[Required action]: Where does the word "task" appear in the entries below? Copy each line that holds it.
_____
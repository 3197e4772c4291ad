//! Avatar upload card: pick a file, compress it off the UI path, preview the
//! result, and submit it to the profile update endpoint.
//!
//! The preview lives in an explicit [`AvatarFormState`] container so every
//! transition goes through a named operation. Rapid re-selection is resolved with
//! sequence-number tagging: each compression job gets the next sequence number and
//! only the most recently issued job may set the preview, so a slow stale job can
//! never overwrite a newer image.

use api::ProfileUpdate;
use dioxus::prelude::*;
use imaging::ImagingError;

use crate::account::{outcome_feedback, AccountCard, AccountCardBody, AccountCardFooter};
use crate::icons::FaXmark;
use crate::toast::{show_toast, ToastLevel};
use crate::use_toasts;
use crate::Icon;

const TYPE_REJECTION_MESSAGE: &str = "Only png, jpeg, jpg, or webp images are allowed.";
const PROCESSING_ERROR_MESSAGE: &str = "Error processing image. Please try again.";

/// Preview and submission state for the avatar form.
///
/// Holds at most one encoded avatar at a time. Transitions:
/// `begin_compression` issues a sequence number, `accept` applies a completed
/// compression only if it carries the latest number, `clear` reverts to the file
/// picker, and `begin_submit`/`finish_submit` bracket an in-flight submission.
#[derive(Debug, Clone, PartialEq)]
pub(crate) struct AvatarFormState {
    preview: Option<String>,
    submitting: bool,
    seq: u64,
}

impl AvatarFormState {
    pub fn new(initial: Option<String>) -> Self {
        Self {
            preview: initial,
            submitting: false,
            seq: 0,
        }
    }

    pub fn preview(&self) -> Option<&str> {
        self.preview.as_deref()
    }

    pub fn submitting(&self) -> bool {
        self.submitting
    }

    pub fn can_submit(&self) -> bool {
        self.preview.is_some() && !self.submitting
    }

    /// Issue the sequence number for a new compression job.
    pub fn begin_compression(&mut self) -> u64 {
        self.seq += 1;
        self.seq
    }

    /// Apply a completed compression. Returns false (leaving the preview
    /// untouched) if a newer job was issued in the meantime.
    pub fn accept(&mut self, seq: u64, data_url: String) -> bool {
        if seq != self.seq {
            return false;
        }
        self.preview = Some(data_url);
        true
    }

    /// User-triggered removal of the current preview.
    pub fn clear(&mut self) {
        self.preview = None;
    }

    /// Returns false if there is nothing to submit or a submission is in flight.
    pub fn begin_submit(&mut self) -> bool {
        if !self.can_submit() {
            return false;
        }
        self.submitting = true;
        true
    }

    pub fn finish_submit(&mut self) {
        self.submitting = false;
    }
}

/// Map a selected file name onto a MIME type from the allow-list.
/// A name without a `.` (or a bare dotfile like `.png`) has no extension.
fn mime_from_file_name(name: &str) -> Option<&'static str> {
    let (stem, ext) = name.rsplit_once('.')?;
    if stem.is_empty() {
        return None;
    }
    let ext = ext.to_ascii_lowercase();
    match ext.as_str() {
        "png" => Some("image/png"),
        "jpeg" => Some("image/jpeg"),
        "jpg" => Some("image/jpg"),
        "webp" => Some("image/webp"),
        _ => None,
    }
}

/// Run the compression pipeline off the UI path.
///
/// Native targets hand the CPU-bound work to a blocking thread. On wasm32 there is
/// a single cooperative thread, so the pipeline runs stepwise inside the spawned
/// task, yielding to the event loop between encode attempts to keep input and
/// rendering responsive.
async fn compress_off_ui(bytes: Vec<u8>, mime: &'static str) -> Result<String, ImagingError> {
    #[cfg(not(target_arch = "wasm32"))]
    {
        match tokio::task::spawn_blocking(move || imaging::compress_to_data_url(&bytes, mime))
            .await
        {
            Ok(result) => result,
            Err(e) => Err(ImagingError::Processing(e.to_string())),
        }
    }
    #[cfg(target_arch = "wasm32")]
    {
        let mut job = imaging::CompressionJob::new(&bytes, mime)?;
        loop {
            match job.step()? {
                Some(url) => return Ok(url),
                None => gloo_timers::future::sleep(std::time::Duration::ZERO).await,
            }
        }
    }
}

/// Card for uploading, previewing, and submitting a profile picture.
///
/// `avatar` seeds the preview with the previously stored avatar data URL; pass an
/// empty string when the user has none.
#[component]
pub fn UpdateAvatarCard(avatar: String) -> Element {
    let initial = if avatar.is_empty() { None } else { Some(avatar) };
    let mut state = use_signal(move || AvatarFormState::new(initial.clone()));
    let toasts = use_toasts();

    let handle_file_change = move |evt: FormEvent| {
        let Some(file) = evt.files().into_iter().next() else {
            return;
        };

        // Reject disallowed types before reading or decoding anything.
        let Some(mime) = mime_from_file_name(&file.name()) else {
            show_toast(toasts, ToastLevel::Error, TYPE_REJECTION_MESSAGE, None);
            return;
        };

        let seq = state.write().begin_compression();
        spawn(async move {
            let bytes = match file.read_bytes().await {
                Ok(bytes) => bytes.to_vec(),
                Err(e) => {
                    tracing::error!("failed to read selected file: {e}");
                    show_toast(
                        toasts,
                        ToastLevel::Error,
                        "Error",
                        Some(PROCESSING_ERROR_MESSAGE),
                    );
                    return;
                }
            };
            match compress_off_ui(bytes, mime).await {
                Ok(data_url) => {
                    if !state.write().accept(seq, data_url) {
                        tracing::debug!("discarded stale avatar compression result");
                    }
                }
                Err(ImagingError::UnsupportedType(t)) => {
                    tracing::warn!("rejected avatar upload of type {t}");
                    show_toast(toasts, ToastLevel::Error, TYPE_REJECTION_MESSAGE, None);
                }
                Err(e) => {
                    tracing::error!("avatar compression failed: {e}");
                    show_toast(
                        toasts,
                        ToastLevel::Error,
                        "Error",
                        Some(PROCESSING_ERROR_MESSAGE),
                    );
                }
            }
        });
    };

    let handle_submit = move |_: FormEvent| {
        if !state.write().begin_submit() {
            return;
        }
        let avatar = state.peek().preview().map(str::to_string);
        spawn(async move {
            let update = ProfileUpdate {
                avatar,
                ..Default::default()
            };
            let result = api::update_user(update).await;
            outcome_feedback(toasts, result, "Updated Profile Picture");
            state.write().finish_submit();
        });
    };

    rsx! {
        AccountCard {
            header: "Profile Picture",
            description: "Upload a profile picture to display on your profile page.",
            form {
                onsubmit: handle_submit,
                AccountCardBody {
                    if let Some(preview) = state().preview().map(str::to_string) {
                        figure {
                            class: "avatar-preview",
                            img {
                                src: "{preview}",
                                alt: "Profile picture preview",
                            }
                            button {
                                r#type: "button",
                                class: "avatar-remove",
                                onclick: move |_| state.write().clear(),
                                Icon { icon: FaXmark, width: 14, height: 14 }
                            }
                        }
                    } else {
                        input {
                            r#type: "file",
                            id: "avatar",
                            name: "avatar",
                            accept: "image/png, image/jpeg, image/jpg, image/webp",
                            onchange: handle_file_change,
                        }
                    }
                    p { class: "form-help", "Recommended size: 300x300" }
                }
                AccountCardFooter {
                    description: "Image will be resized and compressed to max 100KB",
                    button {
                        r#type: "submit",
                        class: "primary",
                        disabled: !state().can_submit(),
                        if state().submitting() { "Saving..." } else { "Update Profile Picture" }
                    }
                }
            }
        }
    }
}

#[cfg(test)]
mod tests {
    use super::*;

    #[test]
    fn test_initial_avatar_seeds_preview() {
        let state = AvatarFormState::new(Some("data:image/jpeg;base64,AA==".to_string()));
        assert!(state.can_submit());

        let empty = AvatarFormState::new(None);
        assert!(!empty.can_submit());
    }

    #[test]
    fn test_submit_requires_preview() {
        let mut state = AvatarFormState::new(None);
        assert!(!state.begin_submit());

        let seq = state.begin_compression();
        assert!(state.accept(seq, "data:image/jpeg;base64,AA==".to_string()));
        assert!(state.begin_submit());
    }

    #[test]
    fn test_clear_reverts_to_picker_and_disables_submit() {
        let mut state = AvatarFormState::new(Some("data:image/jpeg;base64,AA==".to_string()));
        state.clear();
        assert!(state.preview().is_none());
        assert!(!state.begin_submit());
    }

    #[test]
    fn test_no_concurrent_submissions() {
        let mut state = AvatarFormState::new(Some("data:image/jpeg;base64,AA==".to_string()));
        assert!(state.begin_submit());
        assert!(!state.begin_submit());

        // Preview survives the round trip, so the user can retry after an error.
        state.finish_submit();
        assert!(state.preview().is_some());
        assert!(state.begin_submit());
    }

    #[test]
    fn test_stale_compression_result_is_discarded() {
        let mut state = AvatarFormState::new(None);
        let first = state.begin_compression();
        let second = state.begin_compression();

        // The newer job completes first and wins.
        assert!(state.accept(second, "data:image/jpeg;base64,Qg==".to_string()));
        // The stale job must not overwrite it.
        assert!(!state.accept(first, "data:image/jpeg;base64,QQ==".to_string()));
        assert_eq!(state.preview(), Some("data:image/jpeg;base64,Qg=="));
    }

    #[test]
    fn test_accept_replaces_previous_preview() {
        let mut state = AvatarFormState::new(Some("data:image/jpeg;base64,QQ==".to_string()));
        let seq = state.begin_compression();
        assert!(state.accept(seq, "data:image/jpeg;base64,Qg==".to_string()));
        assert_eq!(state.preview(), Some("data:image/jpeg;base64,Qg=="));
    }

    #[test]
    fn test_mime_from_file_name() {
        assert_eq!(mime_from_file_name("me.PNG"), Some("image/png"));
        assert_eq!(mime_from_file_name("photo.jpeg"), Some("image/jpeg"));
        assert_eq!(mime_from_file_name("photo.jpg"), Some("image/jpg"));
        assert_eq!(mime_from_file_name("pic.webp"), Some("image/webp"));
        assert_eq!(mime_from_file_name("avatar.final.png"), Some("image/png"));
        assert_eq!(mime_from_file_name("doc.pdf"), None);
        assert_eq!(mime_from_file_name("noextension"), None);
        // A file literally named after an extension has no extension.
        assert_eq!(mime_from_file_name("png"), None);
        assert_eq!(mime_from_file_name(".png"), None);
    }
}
_____
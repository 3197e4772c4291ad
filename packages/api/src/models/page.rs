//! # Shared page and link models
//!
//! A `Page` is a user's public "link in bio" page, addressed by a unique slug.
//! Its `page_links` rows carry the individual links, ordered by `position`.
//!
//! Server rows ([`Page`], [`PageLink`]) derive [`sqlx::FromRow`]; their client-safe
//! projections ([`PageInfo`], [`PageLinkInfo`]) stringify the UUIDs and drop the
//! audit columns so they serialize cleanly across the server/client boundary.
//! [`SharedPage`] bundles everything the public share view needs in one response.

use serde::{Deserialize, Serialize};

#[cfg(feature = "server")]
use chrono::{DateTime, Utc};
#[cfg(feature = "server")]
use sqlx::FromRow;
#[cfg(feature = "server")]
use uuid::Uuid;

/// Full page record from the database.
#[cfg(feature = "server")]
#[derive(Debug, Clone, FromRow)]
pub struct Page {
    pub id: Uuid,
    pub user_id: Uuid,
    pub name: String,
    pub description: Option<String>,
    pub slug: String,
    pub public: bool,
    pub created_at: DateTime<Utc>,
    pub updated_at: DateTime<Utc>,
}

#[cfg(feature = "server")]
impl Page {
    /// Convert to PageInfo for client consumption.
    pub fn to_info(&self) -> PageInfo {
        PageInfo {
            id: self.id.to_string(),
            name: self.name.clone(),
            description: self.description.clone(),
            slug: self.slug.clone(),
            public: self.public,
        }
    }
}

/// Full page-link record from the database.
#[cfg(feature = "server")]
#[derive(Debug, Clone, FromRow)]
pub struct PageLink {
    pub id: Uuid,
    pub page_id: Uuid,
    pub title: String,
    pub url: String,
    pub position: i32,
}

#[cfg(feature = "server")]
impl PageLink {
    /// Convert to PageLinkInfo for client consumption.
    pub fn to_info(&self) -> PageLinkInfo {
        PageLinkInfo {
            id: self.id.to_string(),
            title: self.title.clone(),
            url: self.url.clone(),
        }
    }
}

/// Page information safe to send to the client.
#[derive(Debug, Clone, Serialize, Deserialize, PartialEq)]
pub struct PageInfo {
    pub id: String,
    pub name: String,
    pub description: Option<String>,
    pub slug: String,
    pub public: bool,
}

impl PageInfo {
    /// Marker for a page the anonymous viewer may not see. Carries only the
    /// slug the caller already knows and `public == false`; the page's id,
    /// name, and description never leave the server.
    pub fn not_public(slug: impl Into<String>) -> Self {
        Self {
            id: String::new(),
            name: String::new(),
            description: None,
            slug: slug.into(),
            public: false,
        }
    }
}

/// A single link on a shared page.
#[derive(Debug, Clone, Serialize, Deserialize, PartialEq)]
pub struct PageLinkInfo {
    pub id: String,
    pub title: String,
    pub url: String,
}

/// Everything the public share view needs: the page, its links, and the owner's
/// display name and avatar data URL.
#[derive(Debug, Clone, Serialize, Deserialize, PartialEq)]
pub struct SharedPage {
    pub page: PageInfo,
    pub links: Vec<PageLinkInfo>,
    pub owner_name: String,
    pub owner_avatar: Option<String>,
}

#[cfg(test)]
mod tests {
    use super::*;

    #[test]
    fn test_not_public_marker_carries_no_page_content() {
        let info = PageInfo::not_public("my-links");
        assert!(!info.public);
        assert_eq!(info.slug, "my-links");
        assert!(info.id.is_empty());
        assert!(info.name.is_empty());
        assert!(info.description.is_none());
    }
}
_____
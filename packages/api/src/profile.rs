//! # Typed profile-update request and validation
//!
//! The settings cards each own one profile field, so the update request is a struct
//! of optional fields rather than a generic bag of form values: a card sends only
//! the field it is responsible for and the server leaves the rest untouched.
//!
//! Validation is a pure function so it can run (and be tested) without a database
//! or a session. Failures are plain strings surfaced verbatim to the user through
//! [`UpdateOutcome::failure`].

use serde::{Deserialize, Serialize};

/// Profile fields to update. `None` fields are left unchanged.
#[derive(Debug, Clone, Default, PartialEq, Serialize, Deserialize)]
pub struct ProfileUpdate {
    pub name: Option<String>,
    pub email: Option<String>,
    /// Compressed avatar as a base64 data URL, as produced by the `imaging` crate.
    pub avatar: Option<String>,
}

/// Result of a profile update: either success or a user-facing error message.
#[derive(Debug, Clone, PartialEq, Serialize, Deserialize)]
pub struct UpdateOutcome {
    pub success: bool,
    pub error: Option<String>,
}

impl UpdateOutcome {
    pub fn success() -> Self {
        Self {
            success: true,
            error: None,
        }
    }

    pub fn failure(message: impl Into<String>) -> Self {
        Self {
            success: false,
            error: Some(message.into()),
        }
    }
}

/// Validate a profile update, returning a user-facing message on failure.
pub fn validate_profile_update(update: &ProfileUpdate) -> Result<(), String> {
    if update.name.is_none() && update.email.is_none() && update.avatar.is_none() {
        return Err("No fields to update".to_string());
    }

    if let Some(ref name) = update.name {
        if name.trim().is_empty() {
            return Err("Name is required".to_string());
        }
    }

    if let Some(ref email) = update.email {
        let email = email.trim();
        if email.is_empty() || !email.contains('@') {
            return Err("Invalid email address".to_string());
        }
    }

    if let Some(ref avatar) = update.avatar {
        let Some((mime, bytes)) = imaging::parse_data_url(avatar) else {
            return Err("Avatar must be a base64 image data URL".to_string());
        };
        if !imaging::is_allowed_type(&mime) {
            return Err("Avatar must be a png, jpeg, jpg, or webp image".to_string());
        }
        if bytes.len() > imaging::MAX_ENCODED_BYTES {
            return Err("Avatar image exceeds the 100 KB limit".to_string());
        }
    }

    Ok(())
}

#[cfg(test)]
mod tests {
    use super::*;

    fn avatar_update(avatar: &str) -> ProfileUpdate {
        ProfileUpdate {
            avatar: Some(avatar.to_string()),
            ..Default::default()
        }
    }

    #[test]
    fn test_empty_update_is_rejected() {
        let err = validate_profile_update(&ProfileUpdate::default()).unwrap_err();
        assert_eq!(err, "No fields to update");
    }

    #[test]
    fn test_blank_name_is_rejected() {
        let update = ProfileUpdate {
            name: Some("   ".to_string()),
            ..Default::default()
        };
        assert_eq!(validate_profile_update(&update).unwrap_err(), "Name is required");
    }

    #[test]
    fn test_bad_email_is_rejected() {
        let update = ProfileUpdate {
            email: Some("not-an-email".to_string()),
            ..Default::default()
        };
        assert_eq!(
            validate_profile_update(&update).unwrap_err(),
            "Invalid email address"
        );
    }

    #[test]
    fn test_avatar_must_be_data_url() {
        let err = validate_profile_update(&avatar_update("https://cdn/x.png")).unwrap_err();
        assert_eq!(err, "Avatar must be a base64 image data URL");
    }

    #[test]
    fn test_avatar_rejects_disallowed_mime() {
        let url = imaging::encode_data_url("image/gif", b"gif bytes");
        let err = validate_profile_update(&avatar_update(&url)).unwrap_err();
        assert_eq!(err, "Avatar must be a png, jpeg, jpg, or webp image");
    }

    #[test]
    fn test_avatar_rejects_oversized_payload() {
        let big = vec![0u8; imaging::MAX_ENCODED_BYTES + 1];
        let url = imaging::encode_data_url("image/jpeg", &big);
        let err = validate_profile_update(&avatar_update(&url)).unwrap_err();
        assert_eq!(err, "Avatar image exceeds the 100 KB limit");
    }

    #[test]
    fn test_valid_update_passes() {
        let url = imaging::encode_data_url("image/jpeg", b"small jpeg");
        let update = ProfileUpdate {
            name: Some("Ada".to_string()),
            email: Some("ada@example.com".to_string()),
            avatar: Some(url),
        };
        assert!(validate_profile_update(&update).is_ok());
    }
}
_____
[Exercise response]:
/// task, yielding to the event loop between encode attempts to keep input and
        match tokio::task::spawn_blocking(move || imaging::compress_to_data_url(&bytes, mime))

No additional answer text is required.